Task to carry out =>
From the top of the entries below through the line containing "if self.item_timeout == Some(Duration::ZERO)", return every line exactly as written, please, and stop there.

Data for processing =>
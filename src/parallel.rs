//! Bounded-concurrency batch tasks.
//!
//! A [`ParallelTask`] prepares a list of items and processes each one with
//! [`ParallelTask::execute_item`]. Wrapped in [`Parallel`], it becomes a
//! regular [`Task`] and can sit in the same graph as any other task.
//!
//! Items are processed in contiguous chunks of `max_concurrency`. All items
//! of a chunk run concurrently; the next chunk starts only once every item
//! of the current one has settled. A failing item is recorded in
//! [`ParallelTaskResult::errors`] and never stops its siblings.

use async_trait::async_trait;
use futures::future::join_all;
use serde::{Deserialize, Serialize, Serializer};
use std::time::Duration;
use tokio::time::Instant;
use tracing::{debug, info, warn};

use crate::outcome::Outcome;
use crate::shared::SharedData;
use crate::task::{Task, TaskError};

/// Settings for a [`Parallel`] task.
#[derive(Debug, Clone, PartialEq, Eq, Serialize, Deserialize)]
pub struct ParallelConfig {
    /// Items in flight at once. Must be at least 1.
    pub max_concurrency: usize,

    /// Per-item deadline. An item that runs past it is recorded as
    /// [`TaskError::Timeout`]. No deadline when unset.
    #[serde(default)]
    pub item_timeout: Option<Duration>,
}

impl ParallelConfig {
    pub fn new(max_concurrency: usize) -> Result<Self, TaskError> {
        let config = Self {
            max_concurrency,
            item_timeout: None,
        };
        config.validate()?;
        Ok(config)
    }

    pub fn with_item_timeout(mut self, timeout: Duration) -> Self {
        self.item_timeout = Some(timeout);
        self
    }

    pub fn validate(&self) -> Result<(), TaskError> {
        if self.max_concurrency == 0 {
            return Err(TaskError::InvalidConfig(
                "max_concurrency must be at least 1".to_string(),
            ));
        }
        if self.item_timeout == Some(Duration::ZERO) {
            return Err(TaskError::InvalidConfig(
                "item_timeout must be greater than zero".to_string(),
            ));
        }
        Ok(())
    }
}

/// A failed item: its position in the input, the error and the item itself.
#[derive(Debug, Serialize)]
pub struct ItemError<I> {
    pub index: usize,
    #[serde(serialize_with = "error_message")]
    pub error: TaskError,
    pub item: I,
}

/// Aggregate outcome of one batch.
///
/// `results` is positional but sparse: it only grows when an item succeeds,
/// padding skipped slots with `None`. Failed items at the tail of the input
/// therefore leave `results` shorter than `total_processed`.
#[derive(Debug, Serialize)]
pub struct ParallelTaskResult<I, R> {
    pub results: Vec<Option<R>>,
    pub errors: Vec<ItemError<I>>,
    pub total_processed: usize,
    pub total_errors: usize,
    #[serde(rename = "processing_time_ms", serialize_with = "as_millis")]
    pub processing_time: Duration,
}

impl<I, R> ParallelTaskResult<I, R> {
    fn new(total_processed: usize) -> Self {
        Self {
            results: Vec::new(),
            errors: Vec::new(),
            total_processed,
            total_errors: 0,
            processing_time: Duration::ZERO,
        }
    }

    fn record_success(&mut self, index: usize, value: R) {
        if self.results.len() <= index {
            self.results.resize_with(index + 1, || None);
        }
        self.results[index] = Some(value);
    }

    fn record_failure(&mut self, index: usize, error: TaskError, item: I) {
        self.errors.push(ItemError { index, error, item });
        self.total_errors = self.errors.len();
    }

    /// Output for the item at `index`, if it succeeded.
    pub fn get(&self, index: usize) -> Option<&R> {
        self.results.get(index).and_then(Option::as_ref)
    }

    pub fn success_count(&self) -> usize {
        self.total_processed - self.total_errors
    }

    pub fn failed_indices(&self) -> Vec<usize> {
        self.errors.iter().map(|e| e.index).collect()
    }

    /// Share of items that failed, `0.0` for an empty batch.
    pub fn error_rate(&self) -> f64 {
        if self.total_processed == 0 {
            return 0.0;
        }
        self.total_errors as f64 / self.total_processed as f64
    }
}

fn error_message<S: Serializer>(error: &TaskError, serializer: S) -> Result<S::Ok, S::Error> {
    serializer.collect_str(error)
}

fn as_millis<S: Serializer>(duration: &Duration, serializer: S) -> Result<S::Ok, S::Error> {
    serializer.serialize_u64(duration.as_millis() as u64)
}

/// A task that processes a prepared list of items one by one.
#[async_trait]
pub trait ParallelTask: Send + Sync {
    type Item: Clone + Send + Sync + Serialize;
    type Output: Send + Sync + Serialize;

    /// The name of this task, used in logs and as the default merge key.
    fn name(&self) -> &str;

    fn outcomes(&self) -> Option<&[&'static str]> {
        None
    }

    /// Produce the items to process, in order.
    async fn prepare(&self, shared: &SharedData) -> Result<Vec<Self::Item>, TaskError>;

    /// Process a single item. Runs concurrently with other items of its chunk.
    async fn execute_item(&self, item: Self::Item) -> Result<Self::Output, TaskError>;

    /// Choose the outcome label. Item failures do not change the default.
    async fn post(
        &self,
        _shared: &SharedData,
        _items: &[Self::Item],
        _result: &ParallelTaskResult<Self::Item, Self::Output>,
    ) -> Result<Outcome, TaskError> {
        Ok(Outcome::Default)
    }

    /// Write the batch result into shared data. Defaults to `shared[name] = result`.
    fn merge(
        &self,
        shared: &mut SharedData,
        result: ParallelTaskResult<Self::Item, Self::Output>,
    ) -> Result<(), TaskError> {
        shared.insert(self.name(), &result)
    }
}

/// Adapts a [`ParallelTask`] into a [`Task`].
pub struct Parallel<P> {
    task: P,
    config: ParallelConfig,
}

impl<P: ParallelTask> Parallel<P> {
    pub fn new(task: P, config: ParallelConfig) -> Result<Self, TaskError> {
        config.validate()?;
        Ok(Self { task, config })
    }

    pub fn config(&self) -> &ParallelConfig {
        &self.config
    }

    pub fn inner(&self) -> &P {
        &self.task
    }

    /// Process `items` chunk by chunk.
    pub async fn process(&self, items: &[P::Item]) -> ParallelTaskResult<P::Item, P::Output> {
        let started = Instant::now();
        let mut result = ParallelTaskResult::new(items.len());
        let chunk_size = self.config.max_concurrency;

        for (chunk_index, chunk) in items.chunks(chunk_size).enumerate() {
            let offset = chunk_index * chunk_size;
            debug!(
                task = self.task.name(),
                chunk = chunk_index,
                size = chunk.len(),
                "Processing chunk"
            );

            let settled = join_all(chunk.iter().cloned().map(|item| self.execute_one(item))).await;

            for (position, (item, outcome)) in chunk.iter().zip(settled).enumerate() {
                let index = offset + position;
                match outcome {
                    Ok(value) => result.record_success(index, value),
                    Err(e) => {
                        debug!(task = self.task.name(), index, error = %e, "Item failed");
                        result.record_failure(index, e, item.clone());
                    }
                }
            }
        }

        result.processing_time = started.elapsed();
        info!(
            task = self.task.name(),
            total = result.total_processed,
            errors = result.total_errors,
            elapsed_ms = result.processing_time.as_millis() as u64,
            "Batch finished"
        );
        result
    }

    async fn execute_one(&self, item: P::Item) -> Result<P::Output, TaskError> {
        match self.config.item_timeout {
            None => self.task.execute_item(item).await,
            Some(limit) => tokio::time::timeout(limit, self.task.execute_item(item))
                .await
                .unwrap_or(Err(TaskError::Timeout(limit))),
        }
    }
}

#[async_trait]
impl<P: ParallelTask> Task for Parallel<P> {
    type Prepared = Vec<P::Item>;
    type Output = ParallelTaskResult<P::Item, P::Output>;

    fn name(&self) -> &str {
        self.task.name()
    }

    fn outcomes(&self) -> Option<&[&'static str]> {
        self.task.outcomes()
    }

    async fn prepare(&self, shared: &SharedData) -> Result<Self::Prepared, TaskError> {
        self.task.prepare(shared).await
    }

    async fn execute(&self, items: &Self::Prepared) -> Result<Self::Output, TaskError> {
        if items.is_empty() {
            warn!(task = self.task.name(), "No items to process");
            return Ok(ParallelTaskResult::new(0));
        }
        Ok(self.process(items).await)
    }

    async fn post(
        &self,
        shared: &SharedData,
        items: &Self::Prepared,
        result: &Self::Output,
    ) -> Result<Outcome, TaskError> {
        if items.is_empty() {
            return Ok(Outcome::Default);
        }
        self.task.post(shared, items, result).await
    }

    fn merge(&self, shared: &mut SharedData, result: Self::Output) -> Result<(), TaskError> {
        if result.total_processed == 0 {
            return Ok(());
        }
        self.task.merge(shared, result)
    }
}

Task solution =>
filename src/parallel.rs
//! Bounded-concurrency batch tasks.
//!
//! A [`ParallelTask`] prepares a list of items and processes each one with
//! [`ParallelTask::execute_item`]. Wrapped in [`Parallel`], it becomes a
//! regular [`Task`] and can sit in the same graph as any other task.
//!
//! Items are processed in contiguous chunks of `max_concurrency`. All items
//! of a chunk run concurrently; the next chunk starts only once every item
//! of the current one has settled. A failing item is recorded in
//! [`ParallelTaskResult::errors`] and never stops its siblings.

use async_trait::async_trait;
use futures::future::join_all;
use serde::{Deserialize, Serialize, Serializer};
use std::time::Duration;
use tokio::time::Instant;
use tracing::{debug, info, warn};

use crate::outcome::Outcome;
use crate::shared::SharedData;
use crate::task::{Task, TaskError};

/// Settings for a [`Parallel`] task.
#[derive(Debug, Clone, PartialEq, Eq, Serialize, Deserialize)]
pub struct ParallelConfig {
    /// Items in flight at once. Must be at least 1.
    pub max_concurrency: usize,

    /// Per-item deadline. An item that runs past it is recorded as
    /// [`TaskError::Timeout`]. No deadline when unset.
    #[serde(default)]
    pub item_timeout: Option<Duration>,
}

impl ParallelConfig {
    pub fn new(max_concurrency: usize) -> Result<Self, TaskError> {
        let config = Self {
            max_concurrency,
            item_timeout: None,
        };
        config.validate()?;
        Ok(config)
    }

    pub fn with_item_timeout(mut self, timeout: Duration) -> Self {
        self.item_timeout = Some(timeout);
        self
    }

    pub fn validate(&self) -> Result<(), TaskError> {
        if self.max_concurrency == 0 {
            return Err(TaskError::InvalidConfig(
                "max_concurrency must be at least 1".to_string(),
            ));
        }
        if self.item_timeout == Some(Duration::ZERO) {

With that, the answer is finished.